-- Exercise inputs follows --
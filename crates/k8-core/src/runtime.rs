//! The runtime facade: catalog, registry, graph, terminals, links and
//! scheduler behind one explicit context object.

use crate::bus::BusMask;
use crate::catalog::Catalog;
use crate::graph::{ComponentGraph, GraphError};
use crate::id::{ComponentId, LinkId, NodeId, RoundId, TerminalId};
use crate::link::{LinkError, Linker};
use crate::loader::{LoadError, Loader, PlannedLink, Prepared, Staged, plan_links};
use crate::metadata::LinkType;
use crate::registry::{ComponentRegistry, Scope};
use crate::round::{CancelToken, RoundReport, RunStop, RunSummary, SchedulerConfig, StateHash};
use crate::scheduler::{RoundError, Scheduler};
use crate::terminal::TerminalBank;
use crate::validation::{self, SelfCheckReport};
use std::collections::HashSet;
use std::sync::Arc;

// ---------------------------------------------------------------------------
// Context passed to component hooks
// ---------------------------------------------------------------------------

/// Read-only view of the runtime handed to factories and lifecycle hooks.
#[derive(Clone, Copy)]
pub struct RuntimeContext<'a> {
    catalog: &'a Catalog,
    registry: &'a ComponentRegistry,
    graph: &'a ComponentGraph,
    path: &'a str,
    type_name: &'a str,
}

impl<'a> RuntimeContext<'a> {
    pub(crate) fn new(
        catalog: &'a Catalog,
        registry: &'a ComponentRegistry,
        graph: &'a ComponentGraph,
        path: &'a str,
        type_name: &'a str,
    ) -> Self {
        Self {
            catalog,
            registry,
            graph,
            path,
            type_name,
        }
    }

    pub fn catalog(&self) -> &'a Catalog {
        self.catalog
    }

    pub fn registry(&self) -> &'a ComponentRegistry {
        self.registry
    }

    pub fn graph(&self) -> &'a ComponentGraph {
        self.graph
    }

    /// Path the component is (or will be) attached at.
    pub fn path(&self) -> &'a str {
        self.path
    }

    /// Catalog type name of the component.
    pub fn type_name(&self) -> &'a str {
        self.type_name
    }
}

impl std::fmt::Debug for RuntimeContext<'_> {
    fn fmt(&self, f: &mut std::fmt::Formatter<'_>) -> std::fmt::Result {
        f.debug_struct("RuntimeContext")
            .field("path", &self.path)
            .field("type_name", &self.type_name)
            .finish_non_exhaustive()
    }
}

// ---------------------------------------------------------------------------
// Runtime
// ---------------------------------------------------------------------------

/// Owns one assembled component tree and drives it round by round.
///
/// There is no process-wide state: every operation goes through a
/// `Runtime` value.
#[derive(Debug)]
pub struct Runtime {
    catalog: Arc<Catalog>,
    registry: ComponentRegistry,
    graph: ComponentGraph,
    terminals: TerminalBank,
    linker: Linker,
    scheduler: Scheduler,
}

impl Runtime {
    pub fn new(catalog: Arc<Catalog>, config: SchedulerConfig) -> Self {
        Self {
            catalog,
            registry: ComponentRegistry::new(),
            graph: ComponentGraph::new(),
            terminals: TerminalBank::new(),
            linker: Linker::new(),
            scheduler: Scheduler::new(config),
        }
    }

    pub fn catalog(&self) -> &Arc<Catalog> {
        &self.catalog
    }

    pub fn registry(&self) -> &ComponentRegistry {
        &self.registry
    }

    pub fn graph(&self) -> &ComponentGraph {
        &self.graph
    }

    /// Mutable graph access, for reaching component instances between
    /// rounds.
    pub fn graph_mut(&mut self) -> &mut ComponentGraph {
        &mut self.graph
    }

    pub fn terminals(&self) -> &TerminalBank {
        &self.terminals
    }

    pub fn linker(&self) -> &Linker {
        &self.linker
    }

    pub fn scheduler(&self) -> &Scheduler {
        &self.scheduler
    }

    pub fn config(&self) -> &SchedulerConfig {
        self.scheduler.config()
    }

    /// Id of the next round.
    pub fn round(&self) -> RoundId {
        self.scheduler.round()
    }

    /// Context for a node, as its hooks would see it.
    pub fn context(&self, node: NodeId) -> Option<RuntimeContext<'_>> {
        let n = self.graph.get(node)?;
        let path = self.graph.path(node)?;
        let type_name = self
            .catalog
            .get(n.descriptor().type_key)
            .map(|t| t.type_name.as_str())
            .unwrap_or("");
        Some(RuntimeContext::new(&self.catalog, &self.registry, &self.graph, path, type_name))
    }

    // -----------------------------------------------------------------------
    // Loading
    // -----------------------------------------------------------------------

    /// Load `type_name` as the root of the tree.
    pub fn load_root(&mut self, type_name: &str) -> Result<NodeId, LoadError> {
        self.load_named(type_name, None, None)
    }

    /// Load `type_name` under `parent`, or as the root when `parent` is
    /// `None`.
    pub fn load(&mut self, type_name: &str, parent: Option<NodeId>) -> Result<NodeId, LoadError> {
        self.load_named(type_name, None, parent)
    }

    /// Load with an explicit name, overriding the metadata name.
    ///
    /// Either the whole subtree is attached and its declared interconnects
    /// established, or nothing changes. Loading a type that is already
    /// attached under the same name and scope returns the existing node.
    pub fn load_named(
        &mut self,
        type_name: &str,
        name: Option<&str>,
        parent: Option<NodeId>,
    ) -> Result<NodeId, LoadError> {
        let prepared = Loader::new(&self.catalog, &self.registry, &self.graph).prepare(type_name, name, parent);
        let staged = match prepared {
            Ok(Prepared::Existing(node)) => {
                tracing::debug!(type_name, ?node, "already attached");
                return Ok(node);
            }
            Ok(Prepared::New(staged)) => staged,
            Err(e) => {
                tracing::warn!(type_name, error = %e, "load rejected");
                return Err(e);
            }
        };
        let plan = match plan_links(&staged) {
            Ok(plan) => plan,
            Err(e) => {
                tracing::warn!(type_name, error = %e, "load rejected");
                return Err(e);
            }
        };

        let path = staged.path.clone();
        let mut nodes = Vec::with_capacity(staged.subtree_len());
        let top = self.commit(staged, parent, &mut nodes)?;
        for link in &plan {
            self.establish(link, &nodes)?;
        }

        tracing::debug!(%path, components = nodes.len(), links = plan.len(), "subtree attached");
        Ok(top)
    }

    /// Attach a staged subtree, pushing its nodes in preorder.
    fn commit(&mut self, staged: Staged, parent: Option<NodeId>, nodes: &mut Vec<NodeId>) -> Result<NodeId, LoadError> {
        let Staged {
            type_key,
            name,
            display_name,
            description,
            instance,
            layout,
            children,
            ..
        } = staged;

        let scope = match parent {
            None => Scope::Root,
            Some(p) => Scope::Component(self.graph.get(p).ok_or(GraphError::NodeNotFound(p))?.id()),
        };
        let descriptor = self.registry.define_descriptor(
            &name,
            scope,
            type_key,
            display_name.as_deref(),
            description.as_deref(),
        )?;
        let node = match parent {
            None => self.graph.add_root(descriptor, instance)?,
            Some(p) => self.graph.add_child(p, descriptor, instance)?,
        };
        self.terminals.allocate(node, &layout);
        nodes.push(node);

        for child in children {
            self.commit(child, Some(node), nodes)?;
        }
        Ok(node)
    }

    fn establish(&mut self, link: &PlannedLink, nodes: &[NodeId]) -> Result<LinkId, LoadError> {
        let source = self.planned_terminal(link, nodes, &link.source.terminal, link.source.node)?;
        let target = self.planned_terminal(link, nodes, &link.target.terminal, link.target.node)?;
        let (id, changed) = self.linker.link(
            &mut self.terminals,
            &link.name,
            source,
            link.source.mask,
            target,
            link.target.mask,
            link.link_type,
        )?;
        self.scheduler.note_changed(changed);
        Ok(id)
    }

    fn planned_terminal(
        &self,
        link: &PlannedLink,
        nodes: &[NodeId],
        terminal: &str,
        index: usize,
    ) -> Result<TerminalId, LoadError> {
        nodes
            .get(index)
            .and_then(|&n| self.terminals.lookup(n, terminal))
            .ok_or_else(|| {
                LinkError::UnknownTerminalName {
                    link: link.name.clone(),
                    declared_in: String::new(),
                    scope: nodes
                        .get(index)
                        .and_then(|&n| self.graph.path(n))
                        .unwrap_or("?")
                        .to_string(),
                    terminal: terminal.to_string(),
                }
                .into()
            })
    }

    /// Detach `node` and its subtree. Links touching any removed terminal
    /// are dropped and handlers on their far side are woken. Returns the
    /// retired component ids in preorder.
    pub fn unload(&mut self, node: NodeId) -> Result<Vec<ComponentId>, GraphError> {
        let removed = self.graph.detach(node)?;

        let mut terminals: HashSet<TerminalId> = HashSet::new();
        for (id, _) in &removed {
            terminals.extend(self.terminals.owned_by(*id).iter().copied());
        }

        let survivors: Vec<NodeId> = self
            .linker
            .iter()
            .filter(|(_, l)| terminals.contains(&l.source) || terminals.contains(&l.target))
            .flat_map(|(_, l)| [l.source, l.target])
            .filter(|t| !terminals.contains(t))
            .filter_map(|t| self.terminals.get(t).map(|t| t.owner))
            .collect();
        let dropped = self.linker.remove_touching(&mut self.terminals, &terminals);

        let mut retired = Vec::with_capacity(removed.len());
        for (id, descriptor) in removed {
            self.terminals.remove_owner(id);
            self.registry.remove(descriptor.id);
            self.scheduler.forget(id);
            retired.push(descriptor.id);
        }
        for owner in survivors {
            self.scheduler.wake(owner);
        }

        tracing::debug!(?node, components = retired.len(), links = dropped.len(), "subtree detached");
        Ok(retired)
    }

    // -----------------------------------------------------------------------
    // Terminals and links
    // -----------------------------------------------------------------------

    /// Terminal `name` of `node`.
    pub fn terminal(&self, node: NodeId, name: &str) -> Option<TerminalId> {
        self.terminals.lookup(node, name)
    }

    /// Terminal by graph path and name, e.g. `("~/cpu", "data")`.
    pub fn terminal_at(&self, path: &str, name: &str) -> Option<TerminalId> {
        self.terminal(self.graph.resolve_path(path)?, name)
    }

    /// Committed value of a whole terminal.
    pub fn read(&self, terminal: TerminalId) -> Option<u64> {
        self.terminals.read(terminal)
    }

    pub fn read_masked(&self, terminal: TerminalId, mask: BusMask) -> Option<u64> {
        self.terminals.read_masked(terminal, mask)
    }

    /// Establish a link between two attached terminals. `None` masks select
    /// the whole terminal.
    pub fn link(
        &mut self,
        name: &str,
        source: (TerminalId, Option<BusMask>),
        target: (TerminalId, Option<BusMask>),
        link_type: LinkType,
    ) -> Result<LinkId, LinkError> {
        let full = |bank: &TerminalBank, (id, mask): (TerminalId, Option<BusMask>)| {
            bank.get(id)
                .map(|t| mask.unwrap_or(t.full_mask()))
                .ok_or(LinkError::UnknownTerminal(id))
        };
        let source_mask = full(&self.terminals, source)?;
        let target_mask = full(&self.terminals, target)?;
        let (id, changed) = self.linker.link(
            &mut self.terminals,
            name,
            source.0,
            source_mask,
            target.0,
            target_mask,
            link_type,
        )?;
        self.scheduler.note_changed(changed);
        Ok(id)
    }

    // -----------------------------------------------------------------------
    // Rounds
    // -----------------------------------------------------------------------

    /// Queue an externally driven value for the start of the next round.
    pub fn drive(&mut self, terminal: TerminalId, mask: Option<BusMask>, value: u64) -> Result<(), RoundError> {
        self.scheduler.drive(&self.terminals, terminal, mask, value)
    }

    /// Schedule `node`'s handler in the next round regardless of inputs.
    pub fn wake(&mut self, node: NodeId) {
        if self.graph.contains(node) {
            self.scheduler.wake(node);
        }
    }

    pub fn has_pending_work(&self) -> bool {
        self.scheduler.has_pending_work(&self.graph)
    }

    /// Run one round.
    pub fn step(&mut self) -> Result<RoundReport, RoundError> {
        self.scheduler.step(&mut self.graph, &mut self.terminals, &self.linker)
    }

    /// Run rounds until nothing is pending, `max_rounds` rounds have run,
    /// or `cancel` is set. Stops at the first failed round.
    pub fn run(&mut self, max_rounds: usize, cancel: &CancelToken) -> Result<RunSummary, RoundError> {
        let mut rounds = Vec::new();
        let stop = loop {
            if cancel.is_cancelled() {
                break RunStop::Cancelled;
            }
            if !self.has_pending_work() {
                break RunStop::Quiescent;
            }
            if rounds.len() >= max_rounds {
                break RunStop::RoundLimit;
            }
            rounds.push(self.step()?);
        };
        tracing::debug!(rounds = rounds.len(), ?stop, "run finished");
        Ok(RunSummary { rounds, stop })
    }

    /// Hash of the committed terminal state, walked in attach order.
    pub fn state_hash(&self) -> u64 {
        let mut h = StateHash::new();
        let order = self.graph.root().map(|r| self.graph.descendants(r)).unwrap_or_default();
        for node in order {
            h.write_str(self.graph.path(node).unwrap_or(""));
            for &t in self.terminals.owned_by(node) {
                if let Some(term) = self.terminals.get(t) {
                    h.write_str(&term.name);
                    h.write_u32(term.width);
                    h.write_u64(self.terminals.read(t).unwrap_or(0));
                }
            }
        }
        h.finish()
    }

    /// Re-run every attached component's self-check and report bridge
    /// hazards.
    pub fn self_check(&self) -> SelfCheckReport {
        validation::check_system(self)
    }
}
-- Exercise inputs concluded --
Activity => Quote the records above from their first line through the line containing "use std::sync::Arc;", both ends included.

Exercise output =>
filename crates/k8-core/src/runtime.rs
//! The runtime facade: catalog, registry, graph, terminals, links and
//! scheduler behind one explicit context object.

use crate::bus::BusMask;
use crate::catalog::Catalog;
use crate::graph::{ComponentGraph, GraphError};
use crate::id::{ComponentId, LinkId, NodeId, RoundId, TerminalId};
use crate::link::{LinkError, Linker};
use crate::loader::{LoadError, Loader, PlannedLink, Prepared, Staged, plan_links};
use crate::metadata::LinkType;
use crate::registry::{ComponentRegistry, Scope};
use crate::round::{CancelToken, RoundReport, RunStop, RunSummary, SchedulerConfig, StateHash};
use crate::scheduler::{RoundError, Scheduler};
use crate::terminal::TerminalBank;
use crate::validation::{self, SelfCheckReport};
use std::collections::HashSet;
use std::sync::Arc;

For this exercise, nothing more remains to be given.